Fruit trees on campus would provide students with free snacks, without costing the university additional upkeep.
Many college campuses around the United States have planted fruit trees across their land, which would be a great improvement from our campus’ cloned trees, which do not actually offer students anything other than aesthetic value. As the want and need for greater sustainability increases, planting fruit trees is a simple idea that many campuses are adopting. Places like Stanford even have an unofficial guide made by students for eating fruit on campus.
The University of Louisiana at Lafayette is one such college. In 2013, their office of sustainability planted 18 fruit-bearing trees for students. Their reasons for doing so were varied, ranging from wanting students to be more environmentally and agriculturally conscious to simply feeding students, following a simple system of taking only what you plan to eat and leaving the rest for others. The University of Louisiana at Lafayette has an on-campus population of around 19,291 students, a little more than four times the number of students that we have. If 18 trees were enough for their efforts, then the same amount should be more than enough for the University of Tulsa.

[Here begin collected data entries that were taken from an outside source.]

use serde::Serialize;

use crate::models::RecommendationItem;

/// Icon shown for platforms outside the known vocabulary
pub const DEFAULT_PLATFORM_ICON: &str = "https://placehold.co/32x32/e2e8f0/64748b?text=?";

const PLATFORM_ICONS: [(&str, &str); 12] = [
    ("Netflix", "https://img.icons8.com/color/48/netflix.png"),
    ("Amazon Prime Video", "https://img.icons8.com/color/48/amazon-prime-video.png"),
    ("Disney+", "https://img.icons8.com/color/48/disney-plus.png"),
    ("Hulu", "https://img.icons8.com/color/48/hulu.png"),
    ("HBO Max", "https://img.icons8.com/color/48/hbo-max.png"),
    ("Max", "https://img.icons8.com/color/48/hbo-max.png"),
    ("Apple TV+", "https://img.icons8.com/color/48/apple-tv.png"),
    ("Peacock", "https://img.icons8.com/color/48/peacock-tv.png"),
    ("Paramount+", "https://img.icons8.com/fluency/48/paramount-plus.png"),
    ("Crunchyroll", "https://img.icons8.com/color/48/crunchyroll.png"),
    ("Showtime", "https://img.icons8.com/color/48/showtime.png"),
    ("Starz", "https://img.icons8.com/color/48/starz.png"),
];

#[derive(Debug, Clone, Serialize, PartialEq)]
pub struct PlatformBadge {
    pub name: String,
    pub icon_url: String,
}

/// Colors derived from the title so a card looks the same on every render
#[derive(Debug, Clone, Serialize, PartialEq)]
pub struct CardPalette {
    pub background: String,
    pub primary_glow: String,
    pub secondary_glow: String,
}

/// Render-ready view of one recommendation
#[derive(Debug, Clone, Serialize, PartialEq)]
pub struct Card {
    pub title: String,
    pub year: Option<i32>,
    pub summary: String,
    pub rating_label: String,
    pub platforms: Vec<PlatformBadge>,
    pub palette: CardPalette,
}

impl From<&RecommendationItem> for Card {
    fn from(item: &RecommendationItem) -> Self {
        Self {
            title: item.title.clone(),
            year: item.year,
            summary: item.summary.clone(),
            rating_label: rating_label(item.rating),
            platforms: item
                .streaming_platforms
                .iter()
                .map(|name| platform_badge(name))
                .collect(),
            palette: CardPalette::for_title(&item.title),
        }
    }
}

impl CardPalette {
    pub fn for_title(title: &str) -> Self {
        Self {
            background: title_hsl(title, 50, 20, 0),
            primary_glow: title_hsl(title, 70, 40, 0),
            secondary_glow: title_hsl(title, 70, 40, 60),
        }
    }
}

/// Every known platform with its icon
pub fn known_platforms() -> Vec<PlatformBadge> {
    PLATFORM_ICONS
        .iter()
        .map(|(name, icon)| PlatformBadge {
            name: name.to_string(),
            icon_url: icon.to_string(),
        })
        .collect()
}

pub fn platform_icon(name: &str) -> &'static str {
    PLATFORM_ICONS
        .iter()
        .find(|(known, _)| *known == name)
        .map(|(_, icon)| *icon)
        .unwrap_or(DEFAULT_PLATFORM_ICON)
}

fn platform_badge(name: &str) -> PlatformBadge {
    PlatformBadge {
        name: name.to_string(),
        icon_url: platform_icon(name).to_string(),
    }
}

pub fn rating_label(rating: Option<f64>) -> String {
    match rating {
        Some(rating) if rating.is_finite() => format!("{:.1}", rating),
        _ => "N/A".to_string(),
    }
}

/// 32-bit string hash over UTF-16 code units (`unit + (hash << 5) - hash`)
///
/// The shift operates on the 32-bit truncation while the subtraction keeps
/// the full value, so the accumulator is 64-bit.
fn title_hash(title: &str) -> i64 {
    title.encode_utf16().fold(0i64, |hash, unit| {
        let shifted = i64::from((hash as i32) << 5);
        i64::from(unit) + shifted - hash
    })
}

/// CSS `hsl()` color whose hue is derived from `title`
///
/// Hues keep the sign of the hash; CSS wraps negative hues.
pub fn title_hsl(title: &str, saturation: u8, lightness: u8, offset: i64) -> String {
    let hue = (title_hash(title) + offset) % 360;
    format!("hsl({}, {}%, {}%)", hue, saturation, lightness)
}

#[cfg(test)]
mod tests {
    use super::*;

    #[test]
    fn test_known_and_unknown_platform_icons() {
        assert_eq!(platform_icon("Netflix"), "https://img.icons8.com/color/48/netflix.png");
        assert_eq!(platform_icon("Max"), platform_icon("HBO Max"));
        assert_eq!(platform_icon("Tubi"), DEFAULT_PLATFORM_ICON);
        assert_eq!(known_platforms().len(), 12);
    }

    #[test]
    fn test_rating_label() {
        assert_eq!(rating_label(Some(8.44)), "8.4");
        assert_eq!(rating_label(Some(6.96)), "7.0");
        assert_eq!(rating_label(Some(0.0)), "0.0");
        assert_eq!(rating_label(None), "N/A");
    }

    #[test]
    fn test_title_hash_matches_reference_values() {
        assert_eq!(title_hash(""), 0);
        // 'A' = 65
        assert_eq!(title_hash("A"), 65);
        // 66 + (65 << 5) - 65 = 2081
        assert_eq!(title_hash("AB"), 2081);
    }

    #[test]
    fn test_palette_is_stable_and_offset() {
        assert_eq!(title_hsl("AB", 50, 20, 0), "hsl(281, 50%, 20%)");
        assert_eq!(title_hsl("AB", 70, 40, 60), "hsl(341, 70%, 40%)");
        assert_eq!(CardPalette::for_title("Dune"), CardPalette::for_title("Dune"));
    }

    #[test]
    fn test_card_from_item() {
        let item = RecommendationItem {
            title: "Andor".to_string(),
            year: Some(2022),
            summary: "A rebel is made.".to_string(),
            rating: Some(8.4),
            streaming_platforms: vec!["Disney+".to_string(), "Nebula".to_string()],
        };

        let card = Card::from(&item);

        assert_eq!(card.rating_label, "8.4");
        assert_eq!(card.platforms.len(), 2);
        assert_eq!(card.platforms[0].icon_url, "https://img.icons8.com/color/48/disney-plus.png");
        assert_eq!(card.platforms[1].icon_url, DEFAULT_PLATFORM_ICON);
    }
}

Even if not all students want to take advantage of free fruit, we would still be better off. This is because we would spend the same amount of money watering the trees, whether they were the cloned trees or the fruit trees. Perhaps fruit trees on campus would also benefit us by teaching us about when fruit is ripe, when each fruit is in season and how easy growing produce is for the average person. Fruit trees would simply be more sustainable because they actually produce something that can benefit this campus.
The cost that would make the main difference for these trees would be the initial setup cost, which would depend on how many trees are planted and if the other trees must be removed to do so. The younger the tree, the less expensive usually. However, tree removal can cost over $1000 depending on height, so for optimal pricing the trees could take root somewhere else on campus where there are not as many trees currently. Some ideas could be planting them by Keplinger, Fisher West or by the gym.
The other costs would include things that the university already does for its other trees, including general upkeep. The only real downsides are the amount of time that would have to pass for the trees to grow to maturity (2–5 years) and that they may need to purchase a different insecticide, fungicide or fertilizer to have actual edible fruits. Additionally, only certain fruit trees will produce in Oklahoma, which mainly consists of apples, peaches and pears. So we will not be able to get just any tree that we want; it has to be a certain variety. Occasional food shortages for college students are common. If, in addition to cheap and unhealthy food, students could go out and pick fruit, they would be able to have a more balanced diet, which is important to advocate for in an academic environment.
It would be nice to see the university going more out of their way to try to positively benefit its students, even if the gesture is small. The only real reasons for the cloned trees seems to be that University Ambassadors can tell people that they are cloned trees and that they look nice.